--- Data for processing Enclosed Below ---
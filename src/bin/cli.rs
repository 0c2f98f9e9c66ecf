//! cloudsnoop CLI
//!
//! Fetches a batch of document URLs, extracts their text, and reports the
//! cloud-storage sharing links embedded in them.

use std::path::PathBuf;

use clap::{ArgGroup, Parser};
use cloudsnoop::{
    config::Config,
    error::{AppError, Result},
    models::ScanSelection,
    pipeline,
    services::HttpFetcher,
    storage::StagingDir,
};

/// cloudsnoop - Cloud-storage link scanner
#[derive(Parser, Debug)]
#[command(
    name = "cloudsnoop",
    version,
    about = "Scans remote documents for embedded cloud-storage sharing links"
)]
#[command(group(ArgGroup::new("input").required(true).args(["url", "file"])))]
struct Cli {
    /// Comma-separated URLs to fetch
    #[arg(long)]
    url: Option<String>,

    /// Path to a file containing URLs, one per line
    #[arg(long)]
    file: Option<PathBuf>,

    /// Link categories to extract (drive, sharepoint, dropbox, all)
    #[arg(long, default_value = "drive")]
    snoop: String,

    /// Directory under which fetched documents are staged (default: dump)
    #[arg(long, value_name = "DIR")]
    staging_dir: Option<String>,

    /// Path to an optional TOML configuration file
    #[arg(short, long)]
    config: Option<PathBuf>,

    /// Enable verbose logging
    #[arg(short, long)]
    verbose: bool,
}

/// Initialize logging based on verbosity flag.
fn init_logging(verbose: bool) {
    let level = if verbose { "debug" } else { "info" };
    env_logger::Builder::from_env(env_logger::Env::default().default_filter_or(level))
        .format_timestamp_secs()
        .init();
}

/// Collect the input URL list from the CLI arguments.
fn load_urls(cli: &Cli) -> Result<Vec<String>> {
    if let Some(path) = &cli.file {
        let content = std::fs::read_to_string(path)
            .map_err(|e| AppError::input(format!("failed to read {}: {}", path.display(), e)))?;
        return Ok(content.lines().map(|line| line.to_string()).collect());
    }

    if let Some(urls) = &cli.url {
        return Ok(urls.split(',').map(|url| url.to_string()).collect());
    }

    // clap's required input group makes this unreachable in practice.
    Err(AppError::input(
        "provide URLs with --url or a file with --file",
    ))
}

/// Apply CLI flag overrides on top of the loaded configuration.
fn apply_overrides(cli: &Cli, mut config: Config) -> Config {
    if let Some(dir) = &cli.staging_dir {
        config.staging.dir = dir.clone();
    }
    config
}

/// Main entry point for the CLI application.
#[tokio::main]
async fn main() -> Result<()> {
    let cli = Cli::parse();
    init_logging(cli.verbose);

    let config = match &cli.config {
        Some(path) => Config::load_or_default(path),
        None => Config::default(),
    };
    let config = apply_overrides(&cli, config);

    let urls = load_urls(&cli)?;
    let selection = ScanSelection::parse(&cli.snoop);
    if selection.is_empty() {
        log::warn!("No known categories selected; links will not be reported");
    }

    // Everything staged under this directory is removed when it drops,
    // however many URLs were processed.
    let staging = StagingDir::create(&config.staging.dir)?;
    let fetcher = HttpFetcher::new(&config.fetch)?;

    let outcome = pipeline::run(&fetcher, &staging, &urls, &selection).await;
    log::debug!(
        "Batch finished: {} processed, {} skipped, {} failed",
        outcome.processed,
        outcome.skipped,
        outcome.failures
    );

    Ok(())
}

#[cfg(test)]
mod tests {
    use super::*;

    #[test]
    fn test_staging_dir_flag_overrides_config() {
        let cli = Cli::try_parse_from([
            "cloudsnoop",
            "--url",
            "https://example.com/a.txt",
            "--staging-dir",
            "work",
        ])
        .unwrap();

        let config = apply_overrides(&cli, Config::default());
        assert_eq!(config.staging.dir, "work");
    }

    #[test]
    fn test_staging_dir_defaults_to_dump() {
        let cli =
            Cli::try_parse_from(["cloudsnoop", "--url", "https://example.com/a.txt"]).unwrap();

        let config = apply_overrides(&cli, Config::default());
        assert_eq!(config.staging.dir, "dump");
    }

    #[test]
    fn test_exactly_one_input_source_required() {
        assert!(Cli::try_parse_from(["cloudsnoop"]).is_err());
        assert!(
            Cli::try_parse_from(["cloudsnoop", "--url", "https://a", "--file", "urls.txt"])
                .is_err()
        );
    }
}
--- End of Enclosed Data for processing ---
--- Data for processing Enclosed Below ---
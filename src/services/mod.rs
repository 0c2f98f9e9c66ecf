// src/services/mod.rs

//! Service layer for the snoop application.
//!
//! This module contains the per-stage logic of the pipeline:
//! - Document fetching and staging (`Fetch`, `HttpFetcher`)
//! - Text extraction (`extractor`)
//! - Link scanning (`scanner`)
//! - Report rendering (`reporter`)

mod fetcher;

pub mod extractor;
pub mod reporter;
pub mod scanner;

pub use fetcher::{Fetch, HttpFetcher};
--- End of Enclosed Data for processing ---
Look over the records above, and wherever a line contains the string "filename", copy that line.

filename src/bin/cli.rs
filename src/services/mod.rs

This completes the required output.